> [Exercise]: All of the entries should be returned without a single change.

> [Extracted information]:
use std::collections::HashSet;
use std::time::Duration;

use sportstalk_protocol::{ChatRoom, JoinResult, User};

use crate::cursor::CursorStore;
use crate::throttle::CommandThrottle;

/// Everything a chat session remembers between calls.
///
/// `user` and `room` change together: both are set by [`enter`] and both are
/// cleared by [`leave`]. An anonymous join is the one case with a room but no
/// user.
///
/// [`enter`]: SessionState::enter
/// [`leave`]: SessionState::leave
#[derive(Debug)]
pub(crate) struct SessionState {
    pub user: Option<User>,
    pub room: Option<ChatRoom>,
    pub cursors: CursorStore,
    pub subscriptions: HashSet<String>,
    pub throttle: CommandThrottle,
}

impl SessionState {
    pub fn new(throttle_window: Duration) -> Self {
        Self {
            user: None,
            room: None,
            cursors: CursorStore::new(),
            subscriptions: HashSet::new(),
            throttle: CommandThrottle::new(throttle_window),
        }
    }

    /// Apply a successful join keyed by `room_key`.
    pub fn enter(&mut self, room_key: &str, result: &JoinResult) {
        self.user = result.user.clone();
        self.room = Some(result.room.clone());
        self.throttle.reset();
        self.cursors.set(room_key, result.cursor());
    }

    pub fn leave(&mut self, room_key: &str) {
        self.user = None;
        self.room = None;
        self.throttle.reset();
        self.cursors.clear(room_key);
    }

    /// Id of the user events are filtered for.
    pub fn viewer(&self) -> Option<&str> {
        self.user.as_ref().map(|u| u.user_id.as_str())
    }
}
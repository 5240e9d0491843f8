use std::time::Duration;

use tokio::time::Instant;

/// Rejects a command identical to the previous one inside `window`.
///
/// Single slot: only the last accepted body is remembered, so alternating
/// between two messages is never throttled.
#[derive(Debug, Clone)]
pub struct CommandThrottle {
    window: Duration,
    last_body: Option<String>,
    last_sent: Option<Instant>,
}

impl CommandThrottle {
    pub fn new(window: Duration) -> Self {
        Self {
            window,
            last_body: None,
            last_sent: None,
        }
    }

    pub fn window(&self) -> Duration {
        self.window
    }

    pub fn should_allow(&self, body: &str, now: Instant) -> bool {
        match (&self.last_body, self.last_sent) {
            (Some(last), Some(sent)) if last == body => {
                now.saturating_duration_since(sent) >= self.window
            }
            _ => true,
        }
    }

    pub fn record_sent(&mut self, body: &str, now: Instant) {
        self.last_body = Some(body.to_string());
        self.last_sent = Some(now);
    }

    /// Check and record in one step. Returns `false` without touching the
    /// stored state when `body` is throttled.
    pub fn try_acquire(&mut self, body: &str, now: Instant) -> bool {
        if !self.should_allow(body, now) {
            return false;
        }
        self.record_sent(body, now);
        true
    }

    pub fn reset(&mut self) {
        self.last_body = None;
        self.last_sent = None;
    }
}

#[cfg(test)]
mod tests {
    use super::*;

    const WINDOW: Duration = Duration::from_secs(20);

    #[test]
    fn test_first_command_allowed() {
        let throttle = CommandThrottle::new(WINDOW);
        assert!(throttle.should_allow("hi", Instant::now()));
    }

    #[test]
    fn test_repeat_inside_window_rejected() {
        let mut throttle = CommandThrottle::new(WINDOW);
        let t0 = Instant::now();
        throttle.record_sent("hi", t0);

        assert!(!throttle.should_allow("hi", t0));
        assert!(!throttle.should_allow("hi", t0 + Duration::from_millis(19_999)));
    }

    #[test]
    fn test_repeat_at_window_allowed() {
        let mut throttle = CommandThrottle::new(WINDOW);
        let t0 = Instant::now();
        throttle.record_sent("hi", t0);

        assert!(throttle.should_allow("hi", t0 + WINDOW));
        assert!(throttle.should_allow("hi", t0 + Duration::from_secs(60)));
    }

    #[test]
    fn test_distinct_bodies_never_throttled() {
        let mut throttle = CommandThrottle::new(WINDOW);
        let t0 = Instant::now();

        assert!(throttle.try_acquire("hi", t0));
        assert!(throttle.try_acquire("hello", t0));
        assert!(throttle.try_acquire("hi", t0));
    }

    #[test]
    fn test_rejection_does_not_refresh_timestamp() {
        let mut throttle = CommandThrottle::new(WINDOW);
        let t0 = Instant::now();

        assert!(throttle.try_acquire("hi", t0));
        assert!(!throttle.try_acquire("hi", t0 + Duration::from_secs(15)));
        assert!(throttle.try_acquire("hi", t0 + Duration::from_secs(20)));
    }

    #[test]
    fn test_case_sensitive_comparison() {
        let mut throttle = CommandThrottle::new(WINDOW);
        let t0 = Instant::now();
        throttle.record_sent("hi", t0);
        assert!(throttle.should_allow("Hi", t0));
    }

    #[test]
    fn test_reset() {
        let mut throttle = CommandThrottle::new(WINDOW);
        let t0 = Instant::now();
        throttle.record_sent("hi", t0);
        throttle.reset();
        assert!(throttle.should_allow("hi", t0));
    }

    #[test]
    fn test_zero_window_disables_throttle() {
        let mut throttle = CommandThrottle::new(Duration::ZERO);
        let t0 = Instant::now();
        assert!(throttle.try_acquire("hi", t0));
        assert!(throttle.try_acquire("hi", t0));
    }
}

> [Expected answer]:
use std::collections::HashSet;
use std::time::Duration;

use sportstalk_protocol::{ChatRoom, JoinResult, User};

use crate::cursor::CursorStore;
use crate::throttle::CommandThrottle;

/// Everything a chat session remembers between calls.
///
/// `user` and `room` change together: both are set by [`enter`] and both are
/// cleared by [`leave`]. An anonymous join is the one case with a room but no
/// user.
///
/// [`enter`]: SessionState::enter
/// [`leave`]: SessionState::leave
#[derive(Debug)]
pub(crate) struct SessionState {
    pub user: Option<User>,
    pub room: Option<ChatRoom>,
    pub cursors: CursorStore,
    pub subscriptions: HashSet<String>,
    pub throttle: CommandThrottle,
}

impl SessionState {
    pub fn new(throttle_window: Duration) -> Self {
        Self {
            user: None,
            room: None,
            cursors: CursorStore::new(),
            subscriptions: HashSet::new(),
            throttle: CommandThrottle::new(throttle_window),
        }
    }

    /// Apply a successful join keyed by `room_key`.
    pub fn enter(&mut self, room_key: &str, result: &JoinResult) {
        self.user = result.user.clone();
        self.room = Some(result.room.clone());
        self.throttle.reset();
        self.cursors.set(room_key, result.cursor());
    }

    pub fn leave(&mut self, room_key: &str) {
        self.user = None;
        self.room = None;
        self.throttle.reset();
        self.cursors.clear(room_key);
    }

    /// Id of the user events are filtered for.
    pub fn viewer(&self) -> Option<&str> {
        self.user.as_ref().map(|u| u.user_id.as_str())
    }
}
repository 5240e9d0491843f8
use std::time::Duration;

use tokio::time::Instant;

/// Rejects a command identical to the previous one inside `window`.
///
/// Single slot: only the last accepted body is remembered, so alternating
/// between two messages is never throttled.
#[derive(Debug, Clone)]
pub struct CommandThrottle {
    window: Duration,
    last_body: Option<String>,
    last_sent: Option<Instant>,
}

impl CommandThrottle {
    pub fn new(window: Duration) -> Self {
        Self {
            window,
            last_body: None,
            last_sent: None,
        }
    }

    pub fn window(&self) -> Duration {
        self.window
    }

    pub fn should_allow(&self, body: &str, now: Instant) -> bool {
        match (&self.last_body, self.last_sent) {
            (Some(last), Some(sent)) if last == body => {
                now.saturating_duration_since(sent) >= self.window
            }
            _ => true,
        }
    }

    pub fn record_sent(&mut self, body: &str, now: Instant) {
        self.last_body = Some(body.to_string());
        self.last_sent = Some(now);
    }

    /// Check and record in one step. Returns `false` without touching the
    /// stored state when `body` is throttled.
    pub fn try_acquire(&mut self, body: &str, now: Instant) -> bool {
        if !self.should_allow(body, now) {
            return false;
        }
        self.record_sent(body, now);
        true
    }

    pub fn reset(&mut self) {
        self.last_body = None;
        self.last_sent = None;
    }
}

#[cfg(test)]
mod tests {
    use super::*;

    const WINDOW: Duration = Duration::from_secs(20);

    #[test]
    fn test_first_command_allowed() {
        let throttle = CommandThrottle::new(WINDOW);
        assert!(throttle.should_allow("hi", Instant::now()));
    }

    #[test]
    fn test_repeat_inside_window_rejected() {
        let mut throttle = CommandThrottle::new(WINDOW);
        let t0 = Instant::now();
        throttle.record_sent("hi", t0);

        assert!(!throttle.should_allow("hi", t0));
        assert!(!throttle.should_allow("hi", t0 + Duration::from_millis(19_999)));
    }

    #[test]
    fn test_repeat_at_window_allowed() {
        let mut throttle = CommandThrottle::new(WINDOW);
        let t0 = Instant::now();
        throttle.record_sent("hi", t0);

        assert!(throttle.should_allow("hi", t0 + WINDOW));
        assert!(throttle.should_allow("hi", t0 + Duration::from_secs(60)));
    }

    #[test]
    fn test_distinct_bodies_never_throttled() {
        let mut throttle = CommandThrottle::new(WINDOW);
        let t0 = Instant::now();

        assert!(throttle.try_acquire("hi", t0));
        assert!(throttle.try_acquire("hello", t0));
        assert!(throttle.try_acquire("hi", t0));
    }

    #[test]
    fn test_rejection_does_not_refresh_timestamp() {
        let mut throttle = CommandThrottle::new(WINDOW);
        let t0 = Instant::now();

        assert!(throttle.try_acquire("hi", t0));
        assert!(!throttle.try_acquire("hi", t0 + Duration::from_secs(15)));
        assert!(throttle.try_acquire("hi", t0 + Duration::from_secs(20)));
    }

    #[test]
    fn test_case_sensitive_comparison() {
        let mut throttle = CommandThrottle::new(WINDOW);
        let t0 = Instant::now();
        throttle.record_sent("hi", t0);
        assert!(throttle.should_allow("Hi", t0));
    }

    #[test]
    fn test_reset() {
        let mut throttle = CommandThrottle::new(WINDOW);
        let t0 = Instant::now();
        throttle.record_sent("hi", t0);
        throttle.reset();
        assert!(throttle.should_allow("hi", t0));
    }

    #[test]
    fn test_zero_window_disables_throttle() {
        let mut throttle = CommandThrottle::new(Duration::ZERO);
        let t0 = Instant::now();
        assert!(throttle.try_acquire("hi", t0));
        assert!(throttle.try_acquire("hi", t0));
    }
}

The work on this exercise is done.